Richard Carleton Hoblitzell (October 26, 1888 – November 14, 1962) was an American professional baseball player who played first base in the major leagues from 1908 to 1918. He played for the Cincinnati Reds and Boston Red Sox. Nicknamed "Doc" by his teammates, Hoblitzell's baseball career was cut short with his World War I induction into the U.S. Army as a dentist in 1918.

==Early life==
Born in Waverly, West Virginia, Hoblitzell excelled in football at Parkersburg High School in Parkersburg, West Virginia; he was the team's halfback and kicker. He played minor-league baseball at the age of 16, taking an assumed name so that he would not lose his collegiate eligibility. He played football at Marietta College and the University of Pittsburgh. He played football in the days preceding professional football, so he decided to pursue a career in baseball. He later became the first Pitt alumnus to enter major-league baseball.

==Baseball career==
Hoblitzell signed with the Cincinnati Reds in 1908, playing with the team through 1914 and studying dentistry in the offseasons. He was the National League at-bats leader in 1910 and 1911 and Cincinnati's Most Valuable Player in 1911. In the middle of the 1914 season, he was waived by the Reds and claimed by the Boston Red Sox. With Boston, Hoblitzell won two consecutive World Series (1915 and 1916). Hoblitzell was often assigned to room with Babe Ruth when the team traveled, as the team's management hoped that Hoblitzell would be a good influence on the rowdy superstar.

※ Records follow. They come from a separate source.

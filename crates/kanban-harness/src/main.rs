#![forbid(unsafe_code)]

//! Keyboard-only kanban board in the terminal.
//!
//! Arrows move focus; Space/Enter picks a card up and drops it; arrows move
//! a held card, Home/End jump to the top or bottom of a column; Escape
//! cancels; `r` reloads from the store; `q` quits.
//!
//! Environment:
//!
//! - `KANBAN_HARNESS_REPLAY_SCRIPT`: replay a JSON script and exit
//!   (status 2 on failure).
//! - `KANBAN_HARNESS_STORE`: JSON board file; created with demo cards if
//!   missing. Without it the board lives in memory.
//! - `KANBAN_HARNESS_LOG`: log filter (`RUST_LOG` wins), default `warn`.
//! - `KANBAN_HARNESS_LOG_JSON`: log as JSON lines.
//! - `KANBAN_DND_*`: engine settings, see `DndConfig::from_env`.

use std::collections::HashMap;
use std::io::{self, Write};
use std::path::Path;
use std::sync::Arc;

use crossterm::{cursor, execute, terminal};
use kanban_core::event::{Event, KeyCode, Modifiers};
use kanban_core::id::ItemId;
use kanban_dnd::{
    AdapterContext, Board, DndConfig, DragReport, DropOutcome, InputAdapter, KeyboardAdapter,
    MoveEngine,
};
use kanban_harness::{StackedLayout, fixture, script};
use kanban_sync::{FileStore, Item, MemoryStore, PersistenceSync, SyncConfig, SyncEvent, TaskStore};

fn env_flag(name: &str) -> Option<bool> {
    let value = std::env::var(name).ok()?;
    let trimmed = value.trim();
    if trimmed.is_empty() {
        return None;
    }
    let enabled = matches!(
        trimmed,
        "1" | "true" | "TRUE" | "True" | "yes" | "YES" | "on" | "ON"
    );
    Some(enabled)
}

fn env_string(name: &str) -> Option<String> {
    std::env::var(name).ok().and_then(|value| {
        let trimmed = value.trim();
        if trimmed.is_empty() {
            None
        } else {
            Some(trimmed.to_string())
        }
    })
}

#[cfg(feature = "tracing-json")]
fn init_logging() {
    use kanban_core::logging::{LogFormat, init_subscriber};

    let format = if env_flag("KANBAN_HARNESS_LOG_JSON").unwrap_or(false) {
        LogFormat::Json
    } else {
        LogFormat::Pretty
    };
    let filter = env_string("KANBAN_HARNESS_LOG").unwrap_or_else(|| "warn".to_string());
    init_subscriber(&filter, format);
}

#[cfg(not(feature = "tracing-json"))]
fn init_logging() {
    let _ = env_flag("KANBAN_HARNESS_LOG_JSON");
}

fn open_store() -> io::Result<Arc<dyn TaskStore>> {
    let Some(path) = env_string("KANBAN_HARNESS_STORE") else {
        return Ok(Arc::new(MemoryStore::with_items(fixture::demo_items())));
    };
    let store = FileStore::new(&path);
    if !Path::new(&path).exists() {
        store.seed(&fixture::demo_items()).map_err(io::Error::other)?;
    }
    Ok(Arc::new(store))
}

/// Leaves raw mode on every exit path.
struct RawModeGuard;

impl RawModeGuard {
    fn enable() -> io::Result<Self> {
        terminal::enable_raw_mode()?;
        Ok(Self)
    }
}

impl Drop for RawModeGuard {
    fn drop(&mut self) {
        let _ = terminal::disable_raw_mode();
    }
}

struct Driver {
    engine: MoveEngine,
    store: Arc<dyn TaskStore>,
    adapter: KeyboardAdapter,
    layout: StackedLayout,
    titles: HashMap<ItemId, String>,
    status: String,
}

impl Driver {
    fn new(store: Arc<dyn TaskStore>, config: DndConfig) -> io::Result<Self> {
        let items = store.list_items().map_err(io::Error::other)?;
        let titles = titles_of(&items);
        let board = Board::from_items(&fixture::demo_columns(), items);
        let sync = PersistenceSync::start(store.clone(), SyncConfig::default())
            .map_err(io::Error::other)?;
        let mut adapter = KeyboardAdapter::new();
        if let Some(first) = board.item_ids().next() {
            adapter.set_focus(first.clone());
        }
        Ok(Self {
            engine: MoveEngine::new(board, config).with_sync(sync),
            store,
            adapter,
            layout: StackedLayout::default(),
            titles,
            status: format!("store: {}", store_label()),
        })
    }

    /// Feed one event. Returns `false` to quit.
    fn handle(&mut self, event: &Event) -> bool {
        if let Event::Key(key) = event
            && key.is_actionable()
            && !self.adapter.is_dragging()
        {
            if key.is_char('q') || (key.is_char('c') && key.modifiers.contains(Modifiers::CTRL)) {
                return false;
            }
            if key.is_char('r') {
                self.reload();
                return true;
            }
        }

        self.dispatch(event);
        if matches!(event, Event::Key(key) if key.code != KeyCode::Escape) {
            // The board was redrawn; let a pending relocation settle.
            self.dispatch(&Event::Tick);
        }
        self.collect_sync_events();
        true
    }

    fn dispatch(&mut self, event: &Event) {
        let registry = self.layout.registry(self.engine.board());
        let ctx = AdapterContext::new(self.engine.board(), &registry);
        let Some(drag) = self.adapter.handle(event, ctx) else {
            return;
        };
        match self.engine.apply(&drag) {
            Ok(DragReport::Started) => self.status = "holding; arrows move, Space drops".into(),
            Ok(DragReport::Dropped(outcome)) => self.status = describe(&outcome),
            Ok(DragReport::Cancelled) => self.status = "cancelled".into(),
            Ok(DragReport::Over(_) | DragReport::Settled(_)) => {}
            Err(e) => {
                self.adapter.reset();
                self.status = format!("rejected: {e}");
            }
        }
    }

    fn reload(&mut self) {
        if let Some(sync) = self.engine.sync() {
            sync.flush();
        }
        self.collect_sync_events();
        match self.store.list_items() {
            Ok(items) => {
                self.titles = titles_of(&items);
                self.status = match self.engine.reload(items) {
                    Ok(()) => "reloaded".into(),
                    Err(e) => format!("reload failed: {e}"),
                };
            }
            Err(e) => self.status = format!("reload failed: {e}"),
        }
    }

    fn collect_sync_events(&mut self) {
        for event in self.engine.drain_sync_events() {
            if let SyncEvent::Failed { item, error, .. } = event {
                self.status = format!("saving {item} failed: {error} (press r to reload)");
            }
        }
    }

    fn render(&self) -> String {
        let board = self.engine.board();
        let focus = self.adapter.focus();
        let cursor = self.adapter.cursor();
        let mut lines = Vec::new();
        for (ci, column) in board.columns().iter().enumerate() {
            lines.push(format!("{} ({})", column.name(), column.len()));
            for (ii, item) in column.items().iter().enumerate() {
                let marker = if cursor == Some((ci, ii)) {
                    "=>"
                } else if focus == Some(item) {
                    if self.adapter.is_dragging() { "**" } else { " >" }
                } else {
                    "  "
                };
                let title = self.titles.get(item).map_or("", String::as_str);
                lines.push(format!("{marker} {item}  {title}"));
            }
            if cursor.is_some_and(|(c, slot)| c == ci && slot >= column.len()) {
                lines.push("=> (end)".to_string());
            }
            lines.push(String::new());
        }
        lines.push(self.status.clone());
        lines.push("arrows/home/end: move  space/enter: pick up/drop  esc: cancel  r: reload  q: quit".into());
        lines.join("\r\n")
    }
}

fn titles_of(items: &[Item]) -> HashMap<ItemId, String> {
    items
        .iter()
        .filter_map(|item| {
            let title = item.attributes.get("title")?.as_str()?;
            Some((item.id.clone(), title.to_string()))
        })
        .collect()
}

fn describe(outcome: &DropOutcome) -> String {
    match outcome {
        DropOutcome::Committed(commit) => format!(
            "moved {} from {} to {} #{}",
            commit.item, commit.from, commit.to, commit.index
        ),
        DropOutcome::Unchanged => "dropped in place".into(),
        DropOutcome::Aborted => "no target; restored".into(),
        DropOutcome::ColumnsReordered { column, to, .. } => {
            format!("column {column} moved to #{to}")
        }
    }
}

fn store_label() -> String {
    env_string("KANBAN_HARNESS_STORE").unwrap_or_else(|| "memory".to_string())
}

fn run_interactive() -> io::Result<()> {
    let store = open_store()?;
    let mut driver = Driver::new(store, DndConfig::from_env())?;
    let mut out = io::stdout();
    let _raw = RawModeGuard::enable()?;

    loop {
        execute!(
            out,
            terminal::Clear(terminal::ClearType::All),
            cursor::MoveTo(0, 0)
        )?;
        write!(out, "{}\r\n", driver.render())?;
        out.flush()?;

        let Some(event) = Event::from_crossterm(crossterm::event::read()?) else {
            continue;
        };
        if !driver.handle(&event) {
            break;
        }
    }

    if let Some(sync) = driver.engine.sync() {
        sync.flush();
    }
    Ok(())
}

fn main() -> io::Result<()> {
    init_logging();

    if let Some(script_path) = env_string("KANBAN_HARNESS_REPLAY_SCRIPT") {
        match script::replay_file(Path::new(&script_path)) {
            Ok(summary) => {
                eprintln!(
                    "script replay OK: events={} rejected={} commits={} persisted={} failed={}",
                    summary.events,
                    summary.rejected,
                    summary.commits,
                    summary.persisted.len(),
                    summary.failed
                );
                println!("{}", kanban_harness::board_to_text(&summary.board));
                return Ok(());
            }
            Err(err) => {
                eprintln!("script replay failed: {err}");
                std::process::exit(2);
            }
        }
    }

    run_interactive()
}
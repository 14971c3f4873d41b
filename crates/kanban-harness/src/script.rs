#![forbid(unsafe_code)]

//! Recorded drag scripts and their replay.
//!
//! A script is a JSON document holding the initial columns and item
//! records, the [`DragEvent`]s to apply, and optionally the expected final
//! board:
//!
//! ```json
//! {
//!   "columns": [{ "id": "todo", "name": "Todo" }, { "id": "done", "name": "Done" }],
//!   "items": [{ "id": "T1", "container": "todo" }],
//!   "events": [
//!     { "type": "start", "active": { "kind": "item", "id": "T1" } },
//!     { "type": "end", "active": { "kind": "item", "id": "T1" },
//!       "probe": { "kind": "keyboard", "target": { "kind": "column", "id": "done" },
//!                  "position": "append" } }
//!   ],
//!   "expect": [{ "column": "done", "items": ["T1"] }]
//! }
//! ```
//!
//! # Replay checks
//!
//! After every event the board must hold exactly the item set it started
//! with, each item in one column, once. Rejected events are counted, not
//! fatal: a script may deliberately probe the engine's guards.

use std::collections::VecDeque;
use std::fmt;
use std::path::Path;
use std::sync::Arc;

use kanban_core::event::Event;
use kanban_core::id::{ColumnId, ItemId};
use kanban_dnd::{
    AdapterContext, Board, ColumnSpec, DndConfig, DragEvent, DragReport, DropOutcome,
    InputAdapter, InvariantViolation, MoveEngine, SettlePolicy,
};
use kanban_sync::{
    Item, MemoryStore, PersistenceSync, RecordingStore, SyncConfig, SyncError, SyncEvent,
};
use serde::{Deserialize, Serialize};

/// Replays a fixed list of drag events.
///
/// As an [`InputAdapter`] every raw event advances the script by one step,
/// so a script can be driven by any event pump (ticks included).
#[derive(Debug, Clone, Default)]
pub struct ScriptedInput {
    pending: VecDeque<DragEvent>,
    dragging: bool,
}

impl ScriptedInput {
    #[must_use]
    pub fn new(events: impl IntoIterator<Item = DragEvent>) -> Self {
        Self {
            pending: events.into_iter().collect(),
            dragging: false,
        }
    }

    /// Parse a JSON array of drag events.
    pub fn from_json(json: &str) -> Result<Self, ReplayError> {
        let events: Vec<DragEvent> = serde_json::from_str(json)?;
        Ok(Self::new(events))
    }

    /// Events not yet delivered.
    #[must_use]
    pub fn remaining(&self) -> usize {
        self.pending.len()
    }

    fn advance(&mut self) -> Option<DragEvent> {
        let event = self.pending.pop_front()?;
        match &event {
            DragEvent::Start { .. } => self.dragging = true,
            DragEvent::End { .. } | DragEvent::Cancel { .. } => self.dragging = false,
            DragEvent::Over { .. } | DragEvent::Settle => {}
        }
        Some(event)
    }
}

impl Iterator for ScriptedInput {
    type Item = DragEvent;

    fn next(&mut self) -> Option<DragEvent> {
        self.advance()
    }
}

impl InputAdapter for ScriptedInput {
    fn handle(&mut self, _event: &Event, _ctx: AdapterContext<'_>) -> Option<DragEvent> {
        self.advance()
    }

    fn is_dragging(&self) -> bool {
        self.dragging
    }

    fn reset(&mut self) {
        self.dragging = false;
    }
}

/// Expected contents of one column after replay.
#[derive(Debug, Clone, PartialEq, Eq, Serialize, Deserialize)]
pub struct ExpectedColumn {
    pub column: ColumnId,
    pub items: Vec<ItemId>,
}

/// A recorded drag session with its starting board.
#[derive(Debug, Clone, PartialEq, Serialize, Deserialize)]
pub struct Script {
    pub columns: Vec<ColumnSpec>,
    pub items: Vec<Item>,
    pub events: Vec<DragEvent>,
    /// Settle policy name, as accepted by [`SettlePolicy`]'s `FromStr`.
    #[serde(default, skip_serializing_if = "Option::is_none")]
    pub settle: Option<String>,
    /// Make every store update fail.
    #[serde(default)]
    pub fail_updates: bool,
    #[serde(default, skip_serializing_if = "Vec::is_empty")]
    pub expect: Vec<ExpectedColumn>,
}

impl Script {
    pub fn from_json(json: &str) -> Result<Self, ReplayError> {
        Ok(serde_json::from_str(json)?)
    }

    pub fn load(path: &Path) -> Result<Self, ReplayError> {
        let json = std::fs::read_to_string(path)?;
        Self::from_json(&json)
    }

    fn config(&self) -> Result<DndConfig, ReplayError> {
        let mut config = DndConfig::default();
        if let Some(name) = &self.settle {
            let settle: SettlePolicy = name
                .parse()
                .map_err(|_| ReplayError::Config(format!("unknown settle policy {name:?}")))?;
            config = config.with_settle(settle);
        }
        Ok(config)
    }
}

/// What a replay did.
#[derive(Debug, Clone)]
pub struct ReplaySummary {
    /// Events applied (accepted or rejected).
    pub events: usize,
    /// Events the engine refused.
    pub rejected: usize,
    pub commits: usize,
    pub aborted: usize,
    pub cancelled: usize,
    /// Updates the store received, in order.
    pub persisted: Vec<(ItemId, ColumnId)>,
    /// Updates the store failed.
    pub failed: usize,
    /// Board after the last event.
    pub board: Board,
}

/// Replay failures.
#[derive(Debug)]
pub enum ReplayError {
    Io(std::io::Error),
    Parse(serde_json::Error),
    Config(String),
    Sync(SyncError),
    /// The board broke its structure after event `step`.
    Invariant {
        step: usize,
        violation: InvariantViolation,
    },
    /// The item set changed after event `step`.
    Conservation { step: usize },
    /// Final board disagrees with the script's expectation.
    Mismatch {
        column: ColumnId,
        expected: Vec<ItemId>,
        actual: Option<Vec<ItemId>>,
    },
}

impl fmt::Display for ReplayError {
    fn fmt(&self, f: &mut fmt::Formatter<'_>) -> fmt::Result {
        match self {
            Self::Io(e) => write!(f, "I/O error: {e}"),
            Self::Parse(e) => write!(f, "script parse error: {e}"),
            Self::Config(msg) => write!(f, "script config error: {msg}"),
            Self::Sync(e) => write!(f, "{e}"),
            Self::Invariant { step, violation } => {
                write!(f, "board invariant broken after event {step}: {violation}")
            }
            Self::Conservation { step } => {
                write!(f, "item set changed after event {step}")
            }
            Self::Mismatch {
                column,
                expected,
                actual,
            } => match actual {
                Some(actual) => write!(
                    f,
                    "column {column}: expected {}, got {}",
                    join(expected),
                    join(actual)
                ),
                None => write!(f, "column {column} is not on the board"),
            },
        }
    }
}

fn join(ids: &[ItemId]) -> String {
    let parts: Vec<&str> = ids.iter().map(ItemId::as_str).collect();
    format!("[{}]", parts.join(", "))
}

impl std::error::Error for ReplayError {
    fn source(&self) -> Option<&(dyn std::error::Error + 'static)> {
        match self {
            Self::Io(e) => Some(e),
            Self::Parse(e) => Some(e),
            Self::Sync(e) => Some(e),
            Self::Invariant { violation, .. } => Some(violation),
            Self::Config(_) | Self::Conservation { .. } | Self::Mismatch { .. } => None,
        }
    }
}

impl From<std::io::Error> for ReplayError {
    fn from(e: std::io::Error) -> Self {
        Self::Io(e)
    }
}

impl From<serde_json::Error> for ReplayError {
    fn from(e: serde_json::Error) -> Self {
        Self::Parse(e)
    }
}

impl From<SyncError> for ReplayError {
    fn from(e: SyncError) -> Self {
        Self::Sync(e)
    }
}

fn sorted_ids(board: &Board) -> Vec<ItemId> {
    let mut ids: Vec<ItemId> = board.item_ids().cloned().collect();
    ids.sort();
    ids
}

/// Check `board` is well formed and holds exactly `expected` (sorted).
pub fn check_board(board: &Board, expected: &[ItemId], step: usize) -> Result<(), ReplayError> {
    board
        .check_invariants()
        .map_err(|violation| ReplayError::Invariant { step, violation })?;
    if sorted_ids(board) != expected {
        return Err(ReplayError::Conservation { step });
    }
    Ok(())
}

/// Replay `script` against an in-memory store and verify it.
pub fn replay(script: &Script) -> Result<ReplaySummary, ReplayError> {
    let config = script.config()?;
    let board = Board::from_items(&script.columns, script.items.iter().cloned());
    let store = Arc::new(RecordingStore::new(MemoryStore::with_items(
        script.items.clone(),
    )));
    store.set_fail_updates(script.fail_updates);
    let sync = PersistenceSync::start(store.clone(), SyncConfig::default())?;
    let mut engine = MoveEngine::new(board, config).with_sync(sync);

    let expected = sorted_ids(engine.board());
    check_board(engine.board(), &expected, 0)?;

    let mut summary = ReplaySummary {
        events: 0,
        rejected: 0,
        commits: 0,
        aborted: 0,
        cancelled: 0,
        persisted: Vec::new(),
        failed: 0,
        board: Board::default(),
    };

    for (step, event) in ScriptedInput::new(script.events.iter().cloned()).enumerate() {
        summary.events += 1;
        match engine.apply(&event) {
            Ok(DragReport::Dropped(DropOutcome::Committed(_))) => summary.commits += 1,
            Ok(DragReport::Dropped(DropOutcome::Aborted)) => summary.aborted += 1,
            Ok(DragReport::Cancelled) => summary.cancelled += 1,
            Ok(_) => {}
            Err(e) => {
                kanban_core::debug!(step = step + 1, error = %e, "scripted event rejected");
                summary.rejected += 1;
            }
        }
        check_board(engine.board(), &expected, step + 1)?;
    }

    if let Some(sync) = engine.sync() {
        sync.flush();
    }
    summary.failed = engine
        .drain_sync_events()
        .iter()
        .filter(|e| matches!(e, SyncEvent::Failed { .. }))
        .count();
    summary.persisted = store.calls();

    for want in &script.expect {
        let actual = engine.board().column(&want.column).map(|c| c.items().to_vec());
        if actual.as_deref() != Some(want.items.as_slice()) {
            return Err(ReplayError::Mismatch {
                column: want.column.clone(),
                expected: want.items.clone(),
                actual,
            });
        }
    }

    summary.board = engine.board().clone();
    Ok(summary)
}

/// [`Script::load`] then [`replay`].
pub fn replay_file(path: &Path) -> Result<ReplaySummary, ReplayError> {
    replay(&Script::load(path)?)
}
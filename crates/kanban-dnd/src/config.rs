#![forbid(unsafe_code)]

//! Engine configuration.
//!
//! Defaults can be overridden from the environment with
//! [`DndConfig::from_env`]:
//!
//! | variable | values |
//! |----------|--------|
//! | `KANBAN_DND_ACTIVATION_DISTANCE` | unsigned integer |
//! | `KANBAN_DND_SETTLE` | `next-evaluation`, `deferred`, `disabled` |
//! | `KANBAN_DND_CANCEL_ON_ESCAPE` | `1`/`true`/`0`/`false` |
//!
//! Unparseable values are ignored.

use std::fmt;
use std::str::FromStr;

use kanban_core::gesture::{DEFAULT_ACTIVATION_DISTANCE, GestureConfig};

/// When the post-relocation settle flag clears.
#[derive(Debug, Clone, Copy, PartialEq, Eq, Hash, Default)]
pub enum SettlePolicy {
    /// Cleared by the next resolver evaluation.
    #[default]
    NextEvaluation,
    /// Cleared by the next settle tick, however many evaluations happen first.
    Deferred,
    /// Never set. For hosts whose geometry is always consistent.
    Disabled,
}

/// Unrecognized [`SettlePolicy`] name.
#[derive(Debug, Clone, PartialEq, Eq)]
pub struct UnknownSettlePolicy(pub String);

impl fmt::Display for UnknownSettlePolicy {
    fn fmt(&self, f: &mut fmt::Formatter<'_>) -> fmt::Result {
        write!(f, "unknown settle policy: {}", self.0)
    }
}

impl std::error::Error for UnknownSettlePolicy {}

impl FromStr for SettlePolicy {
    type Err = UnknownSettlePolicy;

    fn from_str(s: &str) -> Result<Self, Self::Err> {
        match s.trim().to_ascii_lowercase().as_str() {
            "next-evaluation" | "next" => Ok(Self::NextEvaluation),
            "deferred" | "tick" => Ok(Self::Deferred),
            "disabled" | "off" => Ok(Self::Disabled),
            other => Err(UnknownSettlePolicy(other.to_owned())),
        }
    }
}

/// Drag-and-drop engine configuration.
#[derive(Debug, Clone, PartialEq, Eq)]
pub struct DndConfig {
    /// Pointer travel that must be exceeded before a press becomes a drag (default: 5).
    pub activation_distance: u16,
    /// Whether Escape cancels a pointer drag (default: true).
    pub cancel_on_escape: bool,
    /// Settle flag behavior after a cross-column relocation.
    pub settle: SettlePolicy,
}

impl Default for DndConfig {
    fn default() -> Self {
        Self {
            activation_distance: DEFAULT_ACTIVATION_DISTANCE,
            cancel_on_escape: true,
            settle: SettlePolicy::default(),
        }
    }
}

impl DndConfig {
    /// Set the activation distance.
    #[must_use]
    pub fn with_activation_distance(mut self, distance: u16) -> Self {
        self.activation_distance = distance;
        self
    }

    /// Set whether Escape cancels a pointer drag.
    #[must_use]
    pub fn with_cancel_on_escape(mut self, cancel: bool) -> Self {
        self.cancel_on_escape = cancel;
        self
    }

    /// Set the settle policy.
    #[must_use]
    pub fn with_settle(mut self, settle: SettlePolicy) -> Self {
        self.settle = settle;
        self
    }

    /// Defaults with environment overrides applied.
    #[must_use]
    pub fn from_env() -> Self {
        Self::default().with_env_overrides(|key| std::env::var(key).ok())
    }

    /// Apply overrides from `lookup` (environment-shaped).
    #[must_use]
    pub fn with_env_overrides(mut self, lookup: impl Fn(&str) -> Option<String>) -> Self {
        if let Some(distance) = lookup("KANBAN_DND_ACTIVATION_DISTANCE")
            .and_then(|v| v.trim().parse::<u16>().ok())
        {
            self.activation_distance = distance;
        }
        if let Some(settle) =
            lookup("KANBAN_DND_SETTLE").and_then(|v| v.parse::<SettlePolicy>().ok())
        {
            self.settle = settle;
        }
        if let Some(cancel) = lookup("KANBAN_DND_CANCEL_ON_ESCAPE").and_then(|v| parse_flag(&v)) {
            self.cancel_on_escape = cancel;
        }
        self
    }

    /// Gesture recognizer settings derived from this config.
    #[must_use]
    pub fn gesture(&self) -> GestureConfig {
        let config = GestureConfig::default().with_activation_distance(self.activation_distance);
        if self.cancel_on_escape {
            config
        } else {
            config.no_escape_cancel()
        }
    }
}

fn parse_flag(value: &str) -> Option<bool> {
    match value.trim().to_ascii_lowercase().as_str() {
        "1" | "true" | "yes" | "on" => Some(true),
        "0" | "false" | "no" | "off" => Some(false),
        _ => None,
    }
}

Hoblitzell's baseball career was interrupted by his induction into the U.S. Army Dental Corps in 1918, and he never returned to the major leagues. He finished his career with 1,318 games played, 1,310 hits, 27 home runs, 593 RBIs and a .278 batting average.

==Later life==
After his military service, Hoblitzell was a manager in minor-league baseball. In 1929 and 1930, he spent two years managing the Charlotte Hornets team in the South Atlantic League. Though he liked Charlotte, he ended up managing a minor-league team in Charleston in 1931. Hoblitzell had distant relatives in Charleston, including future politician John D. Hoblitzell Jr., and he fell in love with the state of West Virginia. After that season, Hoblitzell moved to a 540-acre farm in Wood County, West Virginia. He began umpiring minor-league baseball in the 1930s, assigned to the Class AAA International League.

Hoblitzell became the county commissioner for Wood County in 1942, and he served for six years. In 1952, he began a four-year stint as the county sheriff. He also worked in real estate. At various times, Hoblitzell also coached baseball at West Point and worked in newspaper and radio. Though Hoblitzell did not open a dental practice, he performed some dental work for friends at his home. He died of colon cancer in 1962.